'''

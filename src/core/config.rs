//! # Configuration
//!
//! Resolves the font, font directory and post-completion command with a
//! fixed override hierarchy: defaults → config file → CLI flags.
//!
//! The config file is optional. With `-c` only that path is read; otherwise
//! the default locations are tried in order and the first readable one wins:
//!
//! ```text
//! ~/.cltirc                    (YAML)
//! ~/.config/clti/cltirc        (YAML)
//! ~/.config/clti/config.toml   (TOML)
//! ```
//!
//! ```yaml
//! font: banner3
//! font_directory: ~/fonts/figlet_fonts/contributed
//! command: notify-send "time is up"
//! ```

use log::{debug, info};
use serde::Deserialize;
use std::fmt;
use std::fs;
use std::io;
use std::path::{Path, PathBuf};

// ============================================================================
// Config Structs (all fields Option<T> for sparse files)
// ============================================================================

#[derive(Debug, Default, Clone, PartialEq, Eq, Deserialize)]
pub struct FileConfig {
    pub font: Option<String>,
    pub font_directory: Option<String>,
    pub command: Option<String>,
}

/// A config file that was found and parsed.
#[derive(Debug, Clone, PartialEq, Eq)]
pub struct LoadedConfig {
    pub path: PathBuf,
    pub config: FileConfig,
}

/// Values given explicitly on the command line (None = not specified).
#[derive(Debug, Default, Clone)]
pub struct Overrides {
    pub config: Option<PathBuf>,
    pub font: Option<String>,
    pub font_directory: Option<String>,
    pub command: Option<String>,
}

// ============================================================================
// Defaults
// ============================================================================

pub const DEFAULT_FONT: &str = "banner3";
pub const DEFAULT_FONT_DIRECTORY: &str = "~/fonts/figlet_fonts/contributed";
pub const FONT_EXTENSION: &str = "flf";

/// Built-in fallbacks for everything the flags and the config file leave out.
#[derive(Debug, Clone)]
pub struct Defaults {
    pub font: String,
    pub font_directory: String,
    pub font_extension: String,
    /// Searched in order when no `-c` is given.
    pub config_locations: Vec<PathBuf>,
}

impl Defaults {
    pub fn standard() -> Self {
        let config_locations = match dirs::home_dir() {
            Some(home) => vec![
                home.join(".cltirc"),
                home.join(".config").join("clti").join("cltirc"),
                home.join(".config").join("clti").join("config.toml"),
            ],
            None => Vec::new(),
        };

        Self {
            font: DEFAULT_FONT.to_string(),
            font_directory: DEFAULT_FONT_DIRECTORY.to_string(),
            font_extension: FONT_EXTENSION.to_string(),
            config_locations,
        }
    }
}

impl Default for Defaults {
    fn default() -> Self {
        Self::standard()
    }
}

// ============================================================================
// Resolved Config (concrete values, no Options)
// ============================================================================

#[derive(Debug, Clone, PartialEq, Eq)]
pub struct SessionConfig {
    /// Initial countdown length. May be zero or negative.
    pub duration_secs: i64,
    pub font: String,
    pub(crate) font_directory: PathBuf,
    /// Full path of the font file the text renderer should load.
    pub font_path: PathBuf,
    pub command: Option<String>,
    /// The config file that contributed values, if any.
    pub config_path: Option<PathBuf>,
}

// ============================================================================
// Error Type
// ============================================================================

#[derive(Debug)]
pub enum ConfigError {
    Io { path: PathBuf, source: io::Error },
    Yaml { path: PathBuf, source: serde_yaml::Error },
    Toml { path: PathBuf, source: toml::de::Error },
}

impl fmt::Display for ConfigError {
    fn fmt(&self, f: &mut fmt::Formatter<'_>) -> fmt::Result {
        match self {
            ConfigError::Io { path, source } => {
                write!(f, "cannot read config {}: {source}", path.display())
            }
            ConfigError::Yaml { path, source } => {
                write!(f, "config parse error in {}: {source}", path.display())
            }
            ConfigError::Toml { path, source } => {
                write!(f, "config parse error in {}: {source}", path.display())
            }
        }
    }
}

impl std::error::Error for ConfigError {
    fn source(&self) -> Option<&(dyn std::error::Error + 'static)> {
        match self {
            ConfigError::Io { source, .. } => Some(source),
            ConfigError::Yaml { source, .. } => Some(source),
            ConfigError::Toml { source, .. } => Some(source),
        }
    }
}

// ============================================================================
// Loading
// ============================================================================

/// Find and parse the config file.
///
/// An explicit path must be readable and well-formed. Default locations that
/// cannot be read are skipped; the first readable one is parsed and returned.
pub fn load_config(
    explicit: Option<&Path>,
    defaults: &Defaults,
) -> Result<Option<LoadedConfig>, ConfigError> {
    if let Some(path) = explicit {
        let contents = fs::read_to_string(path).map_err(|source| ConfigError::Io {
            path: path.to_path_buf(),
            source,
        })?;
        return parse_loaded(path, &contents).map(Some);
    }

    for candidate in &defaults.config_locations {
        match fs::read_to_string(candidate) {
            Ok(contents) => return parse_loaded(candidate, &contents).map(Some),
            Err(e) => debug!("Skipping config candidate {}: {}", candidate.display(), e),
        }
    }

    debug!("No config file found, using defaults");
    Ok(None)
}

fn parse_loaded(path: &Path, contents: &str) -> Result<LoadedConfig, ConfigError> {
    let config = parse_config(path, contents)?;
    info!("Loaded config from {}", path.display());
    debug!("Config: {:?}", config);
    Ok(LoadedConfig {
        path: path.to_path_buf(),
        config,
    })
}

/// Parses a config document. `.toml` files are TOML, everything else YAML.
pub fn parse_config(path: &Path, contents: &str) -> Result<FileConfig, ConfigError> {
    if is_blank_document(contents) {
        return Ok(FileConfig::default());
    }

    let is_toml = path
        .extension()
        .is_some_and(|ext| ext.eq_ignore_ascii_case("toml"));

    if is_toml {
        toml::from_str(contents).map_err(|source| ConfigError::Toml {
            path: path.to_path_buf(),
            source,
        })
    } else {
        serde_yaml::from_str(contents).map_err(|source| ConfigError::Yaml {
            path: path.to_path_buf(),
            source,
        })
    }
}

/// Nothing but whitespace and `#` comments.
fn is_blank_document(contents: &str) -> bool {
    contents.lines().all(|line| {
        let line = line.trim();
        line.is_empty() || line.starts_with('#')
    })
}

// ============================================================================
// Resolution
// ============================================================================

/// Collapse defaults → config file → CLI flags into one immutable config.
pub fn resolve(
    duration_secs: i64,
    overrides: &Overrides,
    loaded: Option<&LoadedConfig>,
    defaults: &Defaults,
) -> SessionConfig {
    let file = loaded.map(|l| &l.config);

    let font = overrides
        .font
        .clone()
        .or_else(|| file.and_then(|f| f.font.clone()))
        .unwrap_or_else(|| defaults.font.clone());

    let font_directory = overrides
        .font_directory
        .clone()
        .or_else(|| file.and_then(|f| f.font_directory.clone()))
        .unwrap_or_else(|| defaults.font_directory.clone());
    let font_directory = expand_home(&font_directory);

    // No built-in command: nothing runs unless asked for.
    let command = overrides
        .command
        .clone()
        .or_else(|| file.and_then(|f| f.command.clone()));

    let font_path = font_file_path(&font_directory, &font, &defaults.font_extension);

    SessionConfig {
        duration_secs,
        font,
        font_directory,
        font_path,
        command,
        config_path: loaded.map(|l| l.path.clone()),
    }
}

/// `<dir>/<font>.<ext>`, unless the font name already carries the extension.
fn font_file_path(directory: &Path, font: &str, extension: &str) -> PathBuf {
    let has_extension = Path::new(font)
        .extension()
        .is_some_and(|ext| ext.eq_ignore_ascii_case(extension));
    if has_extension {
        directory.join(font)
    } else {
        directory.join(format!("{font}.{extension}"))
    }
}

/// Expands a leading `~` to the home directory.
pub fn expand_home(path: &str) -> PathBuf {
    let rest = if path == "~" {
        Some("")
    } else {
        path.strip_prefix("~/")
    };

    match (rest, dirs::home_dir()) {
        (Some(rest), Some(home)) if rest.is_empty() => home,
        (Some(rest), Some(home)) => home.join(rest),
        _ => PathBuf::from(path),
    }
}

'''

WHAT YOU ARE ASKED TO DO | Write out the whole listing exactly.

REPLY TO THE EXERCISE |
filename src/core/config.rs
//! # Configuration
//!
//! Resolves the font, font directory and post-completion command with a
//! fixed override hierarchy: defaults → config file → CLI flags.
//!
//! The config file is optional. With `-c` only that path is read; otherwise
//! the default locations are tried in order and the first readable one wins:
//!
//! ```text
//! ~/.cltirc                    (YAML)
//! ~/.config/clti/cltirc        (YAML)
//! ~/.config/clti/config.toml   (TOML)
//! ```
//!
//! ```yaml
//! font: banner3
//! font_directory: ~/fonts/figlet_fonts/contributed
//! command: notify-send "time is up"
//! ```

use log::{debug, info};
use serde::Deserialize;
use std::fmt;
use std::fs;
use std::io;
use std::path::{Path, PathBuf};

// ============================================================================
// Config Structs (all fields Option<T> for sparse files)
// ============================================================================

#[derive(Debug, Default, Clone, PartialEq, Eq, Deserialize)]
pub struct FileConfig {
    pub font: Option<String>,
    pub font_directory: Option<String>,
    pub command: Option<String>,
}

/// A config file that was found and parsed.
#[derive(Debug, Clone, PartialEq, Eq)]
pub struct LoadedConfig {
    pub path: PathBuf,
    pub config: FileConfig,
}

/// Values given explicitly on the command line (None = not specified).
#[derive(Debug, Default, Clone)]
pub struct Overrides {
    pub config: Option<PathBuf>,
    pub font: Option<String>,
    pub font_directory: Option<String>,
    pub command: Option<String>,
}

// ============================================================================
// Defaults
// ============================================================================

pub const DEFAULT_FONT: &str = "banner3";
pub const DEFAULT_FONT_DIRECTORY: &str = "~/fonts/figlet_fonts/contributed";
pub const FONT_EXTENSION: &str = "flf";

/// Built-in fallbacks for everything the flags and the config file leave out.
#[derive(Debug, Clone)]
pub struct Defaults {
    pub font: String,
    pub font_directory: String,
    pub font_extension: String,
    /// Searched in order when no `-c` is given.
    pub config_locations: Vec<PathBuf>,
}

impl Defaults {
    pub fn standard() -> Self {
        let config_locations = match dirs::home_dir() {
            Some(home) => vec![
                home.join(".cltirc"),
                home.join(".config").join("clti").join("cltirc"),
                home.join(".config").join("clti").join("config.toml"),
            ],
            None => Vec::new(),
        };

        Self {
            font: DEFAULT_FONT.to_string(),
            font_directory: DEFAULT_FONT_DIRECTORY.to_string(),
            font_extension: FONT_EXTENSION.to_string(),
            config_locations,
        }
    }
}

impl Default for Defaults {
    fn default() -> Self {
        Self::standard()
    }
}

// ============================================================================
// Resolved Config (concrete values, no Options)
// ============================================================================

#[derive(Debug, Clone, PartialEq, Eq)]
pub struct SessionConfig {
    /// Initial countdown length. May be zero or negative.
    pub duration_secs: i64,
    pub font: String,
    pub(crate) font_directory: PathBuf,
    /// Full path of the font file the text renderer should load.
    pub font_path: PathBuf,
    pub command: Option<String>,
    /// The config file that contributed values, if any.
    pub config_path: Option<PathBuf>,
}

// ============================================================================
// Error Type
// ============================================================================

#[derive(Debug)]
pub enum ConfigError {
    Io { path: PathBuf, source: io::Error },
    Yaml { path: PathBuf, source: serde_yaml::Error },
    Toml { path: PathBuf, source: toml::de::Error },
}

impl fmt::Display for ConfigError {
    fn fmt(&self, f: &mut fmt::Formatter<'_>) -> fmt::Result {
        match self {
            ConfigError::Io { path, source } => {
                write!(f, "cannot read config {}: {source}", path.display())
            }
            ConfigError::Yaml { path, source } => {
                write!(f, "config parse error in {}: {source}", path.display())
            }
            ConfigError::Toml { path, source } => {
                write!(f, "config parse error in {}: {source}", path.display())
            }
        }
    }
}

impl std::error::Error for ConfigError {
    fn source(&self) -> Option<&(dyn std::error::Error + 'static)> {
        match self {
            ConfigError::Io { source, .. } => Some(source),
            ConfigError::Yaml { source, .. } => Some(source),
            ConfigError::Toml { source, .. } => Some(source),
        }
    }
}

// ============================================================================
// Loading
// ============================================================================

/// Find and parse the config file.
///
/// An explicit path must be readable and well-formed. Default locations that
/// cannot be read are skipped; the first readable one is parsed and returned.
pub fn load_config(
    explicit: Option<&Path>,
    defaults: &Defaults,
) -> Result<Option<LoadedConfig>, ConfigError> {
    if let Some(path) = explicit {
        let contents = fs::read_to_string(path).map_err(|source| ConfigError::Io {
            path: path.to_path_buf(),
            source,
        })?;
        return parse_loaded(path, &contents).map(Some);
    }

    for candidate in &defaults.config_locations {
        match fs::read_to_string(candidate) {
            Ok(contents) => return parse_loaded(candidate, &contents).map(Some),
            Err(e) => debug!("Skipping config candidate {}: {}", candidate.display(), e),
        }
    }

    debug!("No config file found, using defaults");
    Ok(None)
}

fn parse_loaded(path: &Path, contents: &str) -> Result<LoadedConfig, ConfigError> {
    let config = parse_config(path, contents)?;
    info!("Loaded config from {}", path.display());
    debug!("Config: {:?}", config);
    Ok(LoadedConfig {
        path: path.to_path_buf(),
        config,
    })
}

/// Parses a config document. `.toml` files are TOML, everything else YAML.
pub fn parse_config(path: &Path, contents: &str) -> Result<FileConfig, ConfigError> {
    if is_blank_document(contents) {
        return Ok(FileConfig::default());
    }

    let is_toml = path
        .extension()
        .is_some_and(|ext| ext.eq_ignore_ascii_case("toml"));

    if is_toml {
        toml::from_str(contents).map_err(|source| ConfigError::Toml {
            path: path.to_path_buf(),
            source,
        })
    } else {
        serde_yaml::from_str(contents).map_err(|source| ConfigError::Yaml {
            path: path.to_path_buf(),
            source,
        })
    }
}

/// Nothing but whitespace and `#` comments.
fn is_blank_document(contents: &str) -> bool {
    contents.lines().all(|line| {
        let line = line.trim();
        line.is_empty() || line.starts_with('#')
    })
}

// ============================================================================
// Resolution
// ============================================================================

/// Collapse defaults → config file → CLI flags into one immutable config.
pub fn resolve(
    duration_secs: i64,
    overrides: &Overrides,
    loaded: Option<&LoadedConfig>,
    defaults: &Defaults,
) -> SessionConfig {
    let file = loaded.map(|l| &l.config);

    let font = overrides
        .font
        .clone()
        .or_else(|| file.and_then(|f| f.font.clone()))
        .unwrap_or_else(|| defaults.font.clone());

    let font_directory = overrides
        .font_directory
        .clone()
        .or_else(|| file.and_then(|f| f.font_directory.clone()))
        .unwrap_or_else(|| defaults.font_directory.clone());
    let font_directory = expand_home(&font_directory);

    // No built-in command: nothing runs unless asked for.
    let command = overrides
        .command
        .clone()
        .or_else(|| file.and_then(|f| f.command.clone()));

    let font_path = font_file_path(&font_directory, &font, &defaults.font_extension);

    SessionConfig {
        duration_secs,
        font,
        font_directory,
        font_path,
        command,
        config_path: loaded.map(|l| l.path.clone()),
    }
}

/// `<dir>/<font>.<ext>`, unless the font name already carries the extension.
fn font_file_path(directory: &Path, font: &str, extension: &str) -> PathBuf {
    let has_extension = Path::new(font)
        .extension()
        .is_some_and(|ext| ext.eq_ignore_ascii_case(extension));
    if has_extension {
        directory.join(font)
    } else {
        directory.join(format!("{font}.{extension}"))
    }
}

/// Expands a leading `~` to the home directory.
pub fn expand_home(path: &str) -> PathBuf {
    let rest = if path == "~" {
        Some("")
    } else {
        path.strip_prefix("~/")
    };

    match (rest, dirs::home_dir()) {
        (Some(rest), Some(home)) if rest.is_empty() => home,
        (Some(rest), Some(home)) => home.join(rest),
        _ => PathBuf::from(path),
    }
}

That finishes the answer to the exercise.